A New Possibility for How HIV Made the Leap to Humans

Kei Sato, PhD

Scientists have a new theory of how the simian immunodeficiency virus (SIVcpz) might have made the evolutionary leap from chimpanzees to humans.

An international team led by researchers at the University of Kyoto, Japan, report that a variant of the HIV accessory protein Vpu has the ability to inhibit tetherin, a protein that serves as a natural defense mechanism and slows viral replication. In their paper, the team posits that this variation is the key function that allowed SIV to infect a new host—humans.

Study author Kei Sato, PhD, associate professor at the University of Tokyo’s Institute of Medical Science, told MD Magazine that tetherin is an intriguing piece of the HIV story.

“The interaction between human tetherin and lentiviral Vpu is strange,” Sato said. He noted that of the four subtypes of HIV type 1, only one subtype, M, is pandemic.
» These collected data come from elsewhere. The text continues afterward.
// Copyright 2026 Phillip Cloud
// Licensed under the Apache License, Version 2.0

use anyhow::{Context, Result, anyhow, bail};
use serde::Deserialize;
use std::env;
use std::fs;
use std::path::{Path, PathBuf};
use std::time::Duration;

pub const APP_NAME: &str = "cropcast";
pub const BASE_URL_ENV: &str = "CROPCAST_API_BASE_URL";
const CONFIG_PATH_ENV: &str = "CROPCAST_CONFIG_PATH";
const CONFIG_VERSION: i64 = 1;
const DEFAULT_TIMEOUT: &str = "10s";
const DEFAULT_CURRENCY_SYMBOL: &str = "₹";
const DEFAULT_LOG_LEVEL: &str = "info";

#[derive(Debug, Clone, Deserialize)]
pub struct Config {
    pub version: i64,
    #[serde(default)]
    pub service: Service,
    #[serde(default)]
    pub ui: Ui,
    #[serde(default)]
    pub log: Log,
}

impl Default for Config {
    fn default() -> Self {
        Self {
            version: CONFIG_VERSION,
            service: Service::default(),
            ui: Ui::default(),
            log: Log::default(),
        }
    }
}

#[derive(Debug, Clone, Deserialize)]
pub struct Service {
    pub base_url: Option<String>,
    pub timeout: Option<String>,
}

impl Default for Service {
    fn default() -> Self {
        Self {
            base_url: None,
            timeout: Some(DEFAULT_TIMEOUT.to_owned()),
        }
    }
}

#[derive(Debug, Clone, Deserialize)]
pub struct Ui {
    pub currency_symbol: Option<String>,
}

impl Default for Ui {
    fn default() -> Self {
        Self {
            currency_symbol: Some(DEFAULT_CURRENCY_SYMBOL.to_owned()),
        }
    }
}

#[derive(Debug, Clone, Default, Deserialize)]
pub struct Log {
    pub level: Option<String>,
    pub file: Option<String>,
}

impl Config {
    pub fn default_path() -> Result<PathBuf> {
        if let Some(path) = env::var_os(CONFIG_PATH_ENV) {
            return Ok(PathBuf::from(path));
        }

        let config_root = dirs::config_dir().ok_or_else(|| {
            anyhow!("cannot resolve config directory; set {CONFIG_PATH_ENV} to the config file")
        })?;
        Ok(config_root.join(APP_NAME).join("config.toml"))
    }

    pub fn load(path: &Path) -> Result<Self> {
        if !path.exists() {
            return Ok(Self::default());
        }

        let raw = fs::read_to_string(path)
            .with_context(|| format!("read config file {}", path.display()))?;
        let value: toml::Value = toml::from_str(&raw)
            .with_context(|| format!("parse TOML config {}", path.display()))?;

        let version = value
            .get("version")
            .and_then(toml::Value::as_integer)
            .ok_or_else(|| {
                anyhow!(
                    "config file {} is not versioned. Add `version = 1` and keep values under [service], [ui], and [log]",
                    path.display()
                )
            })?;

        if version != CONFIG_VERSION {
            bail!(
                "unsupported config version {} in {}; expected version = 1",
                version,
                path.display()
            );
        }

        let config: Config = value
            .try_into()
            .with_context(|| format!("decode config {}", path.display()))?;
        config.validate(path)?;
        Ok(config)
    }

    fn validate(&self, path: &Path) -> Result<()> {
        if let Some(timeout) = &self.service.timeout {
            let parsed = parse_duration(timeout)?;
            if parsed <= Duration::ZERO {
                bail!(
                    "service.timeout in {} must be positive, got {}",
                    path.display(),
                    timeout
                );
            }
        }

        if let Some(symbol) = &self.ui.currency_symbol
            && symbol.trim().is_empty()
        {
            bail!(
                "ui.currency_symbol in {} must not be blank -- remove it to use {}",
                path.display(),
                DEFAULT_CURRENCY_SYMBOL
            );
        }

        Ok(())
    }

    /// Resolves the service base URL: command line, then environment, then config.
    pub fn resolve_base_url(&self, cli_override: Option<&str>) -> Result<String> {
        self.resolve_base_url_with(cli_override, env::var(BASE_URL_ENV).ok().as_deref())
    }

    fn resolve_base_url_with(
        &self,
        cli_override: Option<&str>,
        env_value: Option<&str>,
    ) -> Result<String> {
        let candidates = [cli_override, env_value, self.service.base_url.as_deref()];
        let resolved = candidates
            .into_iter()
            .flatten()
            .map(|value| value.trim().trim_end_matches('/'))
            .find(|value| !value.is_empty());

        match resolved {
            Some(url) => Ok(url.to_owned()),
            None => bail!(
                "service base URL is not configured -- set {BASE_URL_ENV} or [service].base_url and retry"
            ),
        }
    }

    pub fn timeout(&self) -> Result<Duration> {
        parse_duration(self.service.timeout.as_deref().unwrap_or(DEFAULT_TIMEOUT))
    }

    pub fn currency_symbol(&self) -> &str {
        self.ui
            .currency_symbol
            .as_deref()
            .unwrap_or(DEFAULT_CURRENCY_SYMBOL)
    }

    pub fn log_level(&self) -> &str {
        self.log.level.as_deref().unwrap_or(DEFAULT_LOG_LEVEL)
    }

    pub fn log_file(&self) -> Result<PathBuf> {
        if let Some(file) = &self.log.file {
            return Ok(PathBuf::from(file));
        }
        let data_root = dirs::data_dir().ok_or_else(|| {
            anyhow!("cannot resolve data directory; set [log].file to an explicit path")
        })?;
        Ok(data_root.join(APP_NAME).join("cropcast.log"))
    }

    pub fn example_config(path: &Path) -> String {
        format!(
            "# cropcast config\n# Place this file at: {}\n\nversion = 1\n\n[service]\n# Overridden by {} or --base-url\n# base_url = \"http://127.0.0.1:8000\"\n# Bounds catalog lookups; predictions wait for the service\ntimeout = \"{}\"\n\n[ui]\ncurrency_symbol = \"{}\"\n\n[log]\nlevel = \"{}\"\n# Optional. Default is platform data dir (for example ~/.local/share/cropcast/cropcast.log)\n# file = \"/absolute/path/to/cropcast.log\"\n",
            path.display(),
            BASE_URL_ENV,
            DEFAULT_TIMEOUT,
            DEFAULT_CURRENCY_SYMBOL,
            DEFAULT_LOG_LEVEL,
        )
    }
}

fn parse_duration(raw: &str) -> Result<Duration> {
    if let Some(value) = raw.strip_suffix("ms") {
        let millis: u64 = value
            .parse()
            .with_context(|| format!("invalid timeout duration {raw:?}"))?;
        return Ok(Duration::from_millis(millis));
    }
    if let Some(value) = raw.strip_suffix('s') {
        let secs: u64 = value
            .parse()
            .with_context(|| format!("invalid timeout duration {raw:?}"))?;
        return Ok(Duration::from_secs(secs));
    }
    if let Some(value) = raw.strip_suffix('m') {
        let mins: u64 = value
            .parse()
            .with_context(|| format!("invalid timeout duration {raw:?}"))?;
        return Ok(Duration::from_secs(mins * 60));
    }

    bail!("invalid duration {raw:?}; use one of: <N>ms, <N>s, <N>m (for example 500ms or 10s)")
}

#[cfg(test)]
mod tests {
    use super::{BASE_URL_ENV, Config, parse_duration};
    use anyhow::Result;
    use std::path::PathBuf;
    use std::sync::{Mutex, OnceLock};
    use std::time::Duration;

    fn write_config(content: &str) -> Result<(tempfile::TempDir, PathBuf)> {
        let temp = tempfile::tempdir()?;
        let path = temp.path().join("config.toml");
        std::fs::write(&path, content)?;
        Ok((temp, path))
    }

    fn env_lock() -> std::sync::MutexGuard<'static, ()> {
        static ENV_LOCK: OnceLock<Mutex<()>> = OnceLock::new();
        match ENV_LOCK.get_or_init(|| Mutex::new(())).lock() {
            Ok(guard) => guard,
            Err(poisoned) => poisoned.into_inner(),
        }
    }

    #[test]
    fn missing_config_uses_defaults() -> Result<()> {
        let temp = tempfile::tempdir()?;
        let config = Config::load(&temp.path().join("missing.toml"))?;
        assert_eq!(config.version, 1);
        assert_eq!(config.timeout()?, Duration::from_secs(10));
        assert_eq!(config.currency_symbol(), "₹");
        assert_eq!(config.log_level(), "info");
        Ok(())
    }

    #[test]
    fn unversioned_config_is_rejected_with_actionable_message() -> Result<()> {
        let (_temp, path) = write_config("[service]\nbase_url=\"http://prices.example\"\n")?;
        let error = Config::load(&path).expect_err("unversioned config should fail");
        let message = error.to_string();
        assert!(message.contains("version = 1"));
        assert!(message.contains("[service], [ui], and [log]"));
        Ok(())
    }

    #[test]
    fn v1_config_parses() -> Result<()> {
        let (_temp, path) = write_config(
            "version = 1\n[service]\nbase_url = \"http://prices.example/\"\ntimeout = \"2s\"\n[ui]\ncurrency_symbol = \"Rs.\"\n[log]\nlevel = \"debug\"\nfile = \"/tmp/cropcast-test.log\"\n",
        )?;

        let config = Config::load(&path)?;
        assert_eq!(config.timeout()?, Duration::from_secs(2));
        assert_eq!(config.currency_symbol(), "Rs.");
        assert_eq!(config.log_level(), "debug");
        assert_eq!(config.log_file()?, PathBuf::from("/tmp/cropcast-test.log"));
        assert_eq!(
            config.resolve_base_url_with(None, None)?,
            "http://prices.example"
        );
        Ok(())
    }

    #[test]
    fn malformed_config_returns_parse_error() -> Result<()> {
        let (_temp, path) = write_config("{{not toml")?;
        let error = Config::load(&path).expect_err("malformed config should fail");
        assert!(error.to_string().contains("parse TOML config"));
        Ok(())
    }

    #[test]
    fn unsupported_config_version_is_rejected() -> Result<()> {
        let (_temp, path) = write_config("version = 2\n")?;
        let error = Config::load(&path).expect_err("v2 config should fail");
        assert!(error.to_string().contains("unsupported config version 2"));
        Ok(())
    }

    #[test]
    fn default_path_honors_env_override() -> Result<()> {
        let _guard = env_lock();
        let temp = tempfile::tempdir()?;
        let override_path = temp.path().join("custom-config.toml");
        // SAFETY: test-only process-local env mutation.
        unsafe {
            std::env::set_var("CROPCAST_CONFIG_PATH", &override_path);
        }
        let resolved = Config::default_path();
        // SAFETY: test cleanup for process-local env mutation.
        unsafe {
            std::env::remove_var("CROPCAST_CONFIG_PATH");
        }
        assert_eq!(resolved?, override_path);
        Ok(())
    }

    #[test]
    fn default_path_uses_config_toml_suffix_when_no_env_override() -> Result<()> {
        let _guard = env_lock();
        // SAFETY: test-only process-local env mutation.
        unsafe {
            std::env::remove_var("CROPCAST_CONFIG_PATH");
        }
        let path = Config::default_path()?;
        assert!(path.ends_with("cropcast/config.toml"));
        Ok(())
    }

    #[test]
    fn base_url_precedence_is_cli_then_env_then_config() -> Result<()> {
        let (_temp, path) =
            write_config("version = 1\n[service]\nbase_url = \"http://from-config\"\n")?;
        let config = Config::load(&path)?;

        assert_eq!(
            config.resolve_base_url_with(Some("http://from-cli/"), Some("http://from-env"))?,
            "http://from-cli"
        );
        assert_eq!(
            config.resolve_base_url_with(None, Some("http://from-env//"))?,
            "http://from-env"
        );
        assert_eq!(
            config.resolve_base_url_with(None, Some("   "))?,
            "http://from-config"
        );
        Ok(())
    }

    #[test]
    fn missing_base_url_names_the_remedy() {
        let error = Config::default()
            .resolve_base_url_with(None, None)
            .expect_err("missing base URL should fail");
        let message = error.to_string();
        assert!(message.contains(BASE_URL_ENV));
        assert!(message.contains("[service].base_url"));
        assert!(message.contains("retry"));
    }

    #[test]
    fn resolve_base_url_reads_environment() -> Result<()> {
        let _guard = env_lock();
        // SAFETY: test-only process-local env mutation.
        unsafe {
            std::env::set_var(BASE_URL_ENV, "http://127.0.0.1:8000/");
        }
        let resolved = Config::default().resolve_base_url(None);
        // SAFETY: test cleanup for process-local env mutation.
        unsafe {
            std::env::remove_var(BASE_URL_ENV);
        }
        assert_eq!(resolved?, "http://127.0.0.1:8000");
        Ok(())
    }

    #[test]
    fn timeout_parses_ms_seconds_and_minutes() -> Result<()> {
        assert_eq!(parse_duration("500ms")?, Duration::from_millis(500));
        assert_eq!(parse_duration("5s")?, Duration::from_secs(5));
        assert_eq!(parse_duration("2m")?, Duration::from_secs(120));
        Ok(())
    }

    #[test]
    fn timeout_rejects_invalid_duration() {
        let error = parse_duration("oops").expect_err("invalid duration should fail");
        let message = error.to_string();
        assert!(
            message.contains("invalid duration") || message.contains("invalid timeout duration"),
            "unexpected message: {message}"
        );
    }

    #[test]
    fn timeout_rejects_non_positive_values_in_config() -> Result<()> {
        let (_temp, path) = write_config("version = 1\n[service]\ntimeout = \"0s\"\n")?;
        let error = Config::load(&path).expect_err("zero timeout should fail");
        assert!(error.to_string().contains("must be positive"));
        Ok(())
    }

    #[test]
    fn blank_currency_symbol_is_rejected() -> Result<()> {
        let (_temp, path) = write_config("version = 1\n[ui]\ncurrency_symbol = \" \"\n")?;
        let error = Config::load(&path).expect_err("blank symbol should fail");
        assert!(error.to_string().contains("must not be blank"));
        Ok(())
    }

    #[test]
    fn log_file_defaults_under_data_dir() -> Result<()> {
        let path = Config::default().log_file()?;
        assert!(path.ends_with("cropcast/cropcast.log"), "got {}", path.display());
        Ok(())
    }

    #[test]
    fn example_config_includes_required_sections() -> Result<()> {
        let temp = tempfile::tempdir()?;
        let path = temp.path().join("config.toml");
        let example = Config::example_config(&path);
        assert!(example.contains("version = 1"));
        assert!(example.contains("[service]"));
        assert!(example.contains("[ui]"));
        assert!(example.contains("[log]"));

        let (_temp, written) = write_config(&example)?;
        let parsed = Config::load(&written)?;
        assert_eq!(parsed.timeout()?, Duration::from_secs(10));
        Ok(())
    }
}
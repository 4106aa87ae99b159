// Copyright 2026 Phillip Cloud
// Licensed under the Apache License, Version 2.0

use anyhow::{Context, Result, bail};
use cropcast_app::{
    CascadeField, LookupOutcome, LookupRequest, LookupScope, PredictionFormInput,
    PredictionOutcome, format_iso_date,
};
use reqwest::StatusCode;
use reqwest::blocking::{Client as HttpClient, Response};
use serde::{Deserialize, Serialize};
use serde_json::Value;
use std::time::Duration;
use tracing::{debug, error, warn};
use url::Url;

/// Message shown when the service rejects a prediction without saying why.
pub const PREDICTION_FAILED: &str = "Prediction failed";

#[derive(Debug, thiserror::Error)]
pub enum ApiError {
    #[error("cannot reach {base_url} ({source})")]
    Transport {
        base_url: String,
        #[source]
        source: reqwest::Error,
    },
    #[error("{}", service_error_text(*status, detail.as_deref()))]
    Service {
        status: StatusCode,
        detail: Option<String>,
    },
    #[error("decode {what}: {source}")]
    Decode {
        what: &'static str,
        #[source]
        source: serde_json::Error,
    },
}

impl ApiError {
    /// Best available message for the person filling in the form.
    pub fn user_message(&self) -> String {
        match self {
            Self::Transport { source, .. } => source.to_string(),
            Self::Service {
                detail: Some(detail),
                ..
            } => detail.clone(),
            Self::Service { detail: None, .. } => PREDICTION_FAILED.to_owned(),
            Self::Decode { .. } => self.to_string(),
        }
    }

    pub fn status(&self) -> Option<StatusCode> {
        match self {
            Self::Service { status, .. } => Some(*status),
            _ => None,
        }
    }
}

fn service_error_text(status: StatusCode, detail: Option<&str>) -> String {
    match detail {
        Some(detail) => format!("service error ({}): {}", status.as_u16(), detail),
        None => format!("service returned {}", status.as_u16()),
    }
}

#[derive(Debug, Clone, PartialEq)]
pub struct Estimate {
    pub prediction: f64,
    pub fallback_used: Option<String>,
}

#[derive(Debug, Clone, PartialEq, Deserialize)]
pub struct Health {
    pub status: String,
    #[serde(default)]
    pub model_info: Option<Value>,
}

/// Blocking client for the catalog and estimation service.
///
/// `timeout` bounds catalog lookups, health and metadata calls. Predictions go
/// through a separate connection pool with no timeout and wait for the model.
#[derive(Debug, Clone)]
pub struct Client {
    base_url: String,
    timeout: Duration,
    http: HttpClient,
    predict_http: HttpClient,
}

impl Client {
    pub fn new(base_url: &str, timeout: Duration) -> Result<Self> {
        let base_url = base_url.trim().trim_end_matches('/').to_owned();
        if base_url.is_empty() {
            bail!("service base URL must not be empty");
        }
        let parsed = Url::parse(&base_url)
            .with_context(|| format!("service base URL {base_url:?} is not a valid URL"))?;
        if !matches!(parsed.scheme(), "http" | "https") {
            bail!(
                "service base URL {base_url:?} must use http or https, got {}",
                parsed.scheme()
            );
        }

        let http = HttpClient::builder()
            .timeout(timeout)
            .build()
            .context("build HTTP client")?;
        let predict_http = HttpClient::builder()
            .timeout(None::<Duration>)
            .build()
            .context("build prediction HTTP client")?;

        Ok(Self {
            base_url,
            timeout,
            http,
            predict_http,
        })
    }

    pub fn base_url(&self) -> &str {
        &self.base_url
    }

    pub fn timeout(&self) -> Duration {
        self.timeout
    }

    fn url(&self, path: &str) -> String {
        format!("{}/{}", self.base_url, path)
    }

    /// Lists the candidate values for `field`, filtered by the ancestor `scope`.
    ///
    /// A body that is not a JSON array is an empty list; non-string elements
    /// are skipped.
    pub fn list_options(
        &self,
        field: CascadeField,
        scope: &LookupScope,
    ) -> Result<Vec<String>, ApiError> {
        let query: Vec<(&str, &str)> = scope.query_pairs().collect();
        let response = self
            .http
            .get(self.url(field.endpoint()))
            .query(&query)
            .send()
            .map_err(|source| self.transport(source))?;

        let body = self.read_success(response)?;
        let value: Value = serde_json::from_str(&body).map_err(|source| ApiError::Decode {
            what: "option list",
            source,
        })?;
        Ok(options_from_value(value))
    }

    pub fn list_regions(&self) -> Result<Vec<String>, ApiError> {
        self.list_options(CascadeField::FIRST, &LookupScope::default())
    }

    pub fn predict(&self, input: &PredictionFormInput) -> Result<Estimate, ApiError> {
        let request = PredictRequest::new(input);
        let response = self
            .predict_http
            .post(self.url("predict"))
            .json(&request)
            .send()
            .map_err(|source| self.transport(source))?;

        let body = self.read_success(response)?;
        let parsed: PredictResponse =
            serde_json::from_str(&body).map_err(|source| ApiError::Decode {
                what: "prediction response",
                source,
            })?;
        Ok(Estimate {
            prediction: parsed.prediction,
            fallback_used: parsed.fallback_used,
        })
    }

    pub fn health(&self) -> Result<Health, ApiError> {
        let response = self
            .http
            .get(self.url(""))
            .send()
            .map_err(|source| self.transport(source))?;
        let body = self.read_success(response)?;
        serde_json::from_str(&body).map_err(|source| ApiError::Decode {
            what: "health response",
            source,
        })
    }

    pub fn metadata(&self) -> Result<Value, ApiError> {
        let response = self
            .http
            .get(self.url("metadata"))
            .send()
            .map_err(|source| self.transport(source))?;
        let body = self.read_success(response)?;
        serde_json::from_str(&body).map_err(|source| ApiError::Decode {
            what: "model metadata",
            source,
        })
    }

    /// Runs a cascade lookup and folds any failure into the outcome.
    pub fn fetch_lookup(&self, request: &LookupRequest) -> LookupOutcome {
        debug!(
            ticket = %request.ticket,
            endpoint = request.field.endpoint(),
            "fetching options"
        );
        match self.list_options(request.field, &request.scope) {
            Ok(options) => LookupOutcome::Options(options),
            Err(error) => {
                warn!(ticket = %request.ticket, endpoint = request.field.endpoint(), %error, "lookup failed");
                LookupOutcome::Failed(error.user_message())
            }
        }
    }

    pub fn fetch_prediction(&self, input: &PredictionFormInput) -> PredictionOutcome {
        match self.predict(input) {
            Ok(estimate) => PredictionOutcome::Estimate {
                prediction: estimate.prediction,
                fallback_used: estimate.fallback_used,
            },
            Err(error) => {
                error!(%error, "prediction failed");
                PredictionOutcome::Failed(error.user_message())
            }
        }
    }

    fn read_success(&self, response: Response) -> Result<String, ApiError> {
        let status = response.status();
        if !status.is_success() {
            let body = response.text().unwrap_or_default();
            return Err(ApiError::Service {
                status,
                detail: detail_from_body(&body),
            });
        }
        response.text().map_err(|source| self.transport(source))
    }

    fn transport(&self, source: reqwest::Error) -> ApiError {
        ApiError::Transport {
            base_url: self.base_url.clone(),
            source,
        }
    }
}

fn options_from_value(value: Value) -> Vec<String> {
    match value {
        Value::Array(items) => items
            .into_iter()
            .filter_map(|item| match item {
                Value::String(text) => Some(text),
                _ => None,
            })
            .collect(),
        _ => Vec::new(),
    }
}

fn detail_from_body(body: &str) -> Option<String> {
    let parsed: ErrorEnvelope = serde_json::from_str(body).ok()?;
    match parsed.detail? {
        Value::Null => None,
        Value::String(detail) if detail.trim().is_empty() => None,
        Value::String(detail) => Some(detail),
        other => Some(other.to_string()),
    }
}

#[derive(Debug, Serialize)]
struct PredictRequest<'a> {
    state: &'a str,
    district: &'a str,
    market: &'a str,
    commodity: &'a str,
    variety: &'a str,
    grade: &'a str,
    date: String,
}

impl<'a> PredictRequest<'a> {
    fn new(input: &'a PredictionFormInput) -> Self {
        Self {
            state: &input.region,
            district: &input.subregion,
            market: &input.locality,
            commodity: &input.product,
            variety: &input.subtype,
            grade: &input.grade,
            date: format_iso_date(input.date),
        }
    }
}

#[derive(Debug, Deserialize)]
struct PredictResponse {
    prediction: f64,
    #[serde(default)]
    fallback_used: Option<String>,
}

#[derive(Debug, Deserialize)]
struct ErrorEnvelope {
    detail: Option<Value>,
}

#[cfg(test)]
mod tests {
    use super::{
        ApiError, Client, PREDICTION_FAILED, PredictRequest, detail_from_body, options_from_value,
    };
    use cropcast_app::{CascadeField, PredictionFormInput};
    use reqwest::StatusCode;
    use serde_json::json;
    use std::time::Duration;
    use time::{Date, Month};

    #[test]
    fn non_array_bodies_become_empty_lists() {
        assert!(options_from_value(json!({"detail": "nope"})).is_empty());
        assert!(options_from_value(json!(null)).is_empty());
        assert_eq!(
            options_from_value(json!(["Goa", 3, "Kerala"])),
            vec!["Goa".to_owned(), "Kerala".to_owned()]
        );
    }

    #[test]
    fn detail_is_extracted_when_present() {
        assert_eq!(
            detail_from_body(r#"{"detail":"no data"}"#),
            Some("no data".to_owned())
        );
        assert_eq!(detail_from_body(r#"{"detail":""}"#), None);
        assert_eq!(detail_from_body("Internal Server Error"), None);
        assert_eq!(
            detail_from_body(r#"{"detail":[{"msg":"field required"}]}"#),
            Some(r#"[{"msg":"field required"}]"#.to_owned())
        );
    }

    #[test]
    fn user_message_prefers_detail_then_generic_text() {
        let with_detail = ApiError::Service {
            status: StatusCode::BAD_REQUEST,
            detail: Some("no data".to_owned()),
        };
        assert_eq!(with_detail.user_message(), "no data");
        assert_eq!(with_detail.to_string(), "service error (400): no data");

        let bare = ApiError::Service {
            status: StatusCode::INTERNAL_SERVER_ERROR,
            detail: None,
        };
        assert_eq!(bare.user_message(), PREDICTION_FAILED);
        assert_eq!(bare.status(), Some(StatusCode::INTERNAL_SERVER_ERROR));
    }

    #[test]
    fn predict_request_uses_service_field_names() {
        let input = PredictionFormInput {
            region: "Kerala".to_owned(),
            subregion: "Idukki".to_owned(),
            locality: "Kattappana".to_owned(),
            product: "Cardamom".to_owned(),
            subtype: "Small".to_owned(),
            grade: "FAQ".to_owned(),
            date: Date::from_calendar_date(2026, Month::July, 9).expect("valid date"),
        };
        let body = serde_json::to_value(PredictRequest::new(&input)).expect("serialize request");
        assert_eq!(
            body,
            json!({
                "state": "Kerala",
                "district": "Idukki",
                "market": "Kattappana",
                "commodity": "Cardamom",
                "variety": "Small",
                "grade": "FAQ",
                "date": "2026-07-09",
            })
        );
        for field in CascadeField::ALL {
            assert!(body.get(field.param()).is_some());
        }
    }

    #[test]
    fn new_rejects_empty_and_non_http_urls() {
        assert!(Client::new("  ", Duration::from_secs(1)).is_err());
        assert!(Client::new("ftp://prices.example", Duration::from_secs(1)).is_err());
        assert!(Client::new("not a url", Duration::from_secs(1)).is_err());
    }

    #[test]
    fn new_trims_trailing_slashes() {
        let client = Client::new("http://127.0.0.1:8000///", Duration::from_secs(1))
            .expect("client should initialize");
        assert_eq!(client.base_url(), "http://127.0.0.1:8000");
        assert_eq!(client.timeout(), Duration::from_secs(1));
    }
}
That type has a unique link to tetherin.

“Interestingly, only group M HIV-1 Vpu is able to antagonize human tetherin, while the others cannot,” Sato said.

However, further back in the virus’ evolutionary chain, the Vpu associated with SIVcpz has no such tetherin-antagonizing capability.

Thus, Sato and his colleagues surmised that the defeat of tetherin had to be critical in order for SIV to leap into humans, and for the resulting HIV virus to efficiently transmit from human to human.

To test the hypothesis, the researchers used an immunodeficient mouse model with a reconstituted human immune system, made from human blood-forming stem cells. The team then used genetic reverse-engineering to pit several variants of HIV against different mutations of Vpu, in hopes of determining which Vpu function allowed the virus to infect humans. They confirmed that Vpu can defeat tetherin by inhibiting immune signaling pathways in the cell, thereby decreasing tetherin.

They further found that SIV itself was unable to infect the human blood cells in the experiments, except when SIV was given properties similar to HIV Vpu. Only then could the virus replicate in the human cells.

Sato said this insight could have implications not just for HIV, but for any number of animal-to-human viruses, including Ebola or Zika viruses.

“I think revealing host-virus interaction at the molecular level (i.e., the battle of tetherin and Vpu, in our case) will lead to not only understanding how viruses leaped from animals to humans but also providing a novel insight to prevent viral transmission from animals to humans,” he said.

He noted that, “the antiviral effect of human tetherin is not so strong compared to the other restriction factors. But still, the viruses without functional Vpu do not efficiently expand in vivo (humanized mouse model).”

Earlier, Sato’s team published a study showing that tetherin can play a role in “herd immunity” against HIV-1 in humans. Further investigation is needed to clarify exactly how tetherin is able to control the infection and spread of HIV-1.

Sato’s paper, “Human-Specific Adaptations in Vpu Conferring Anti-tetherin Activity Are Critical for Efficient Early HIV-1 Replication In Vivo,” was published earlier this year in Cell Host & Microbe.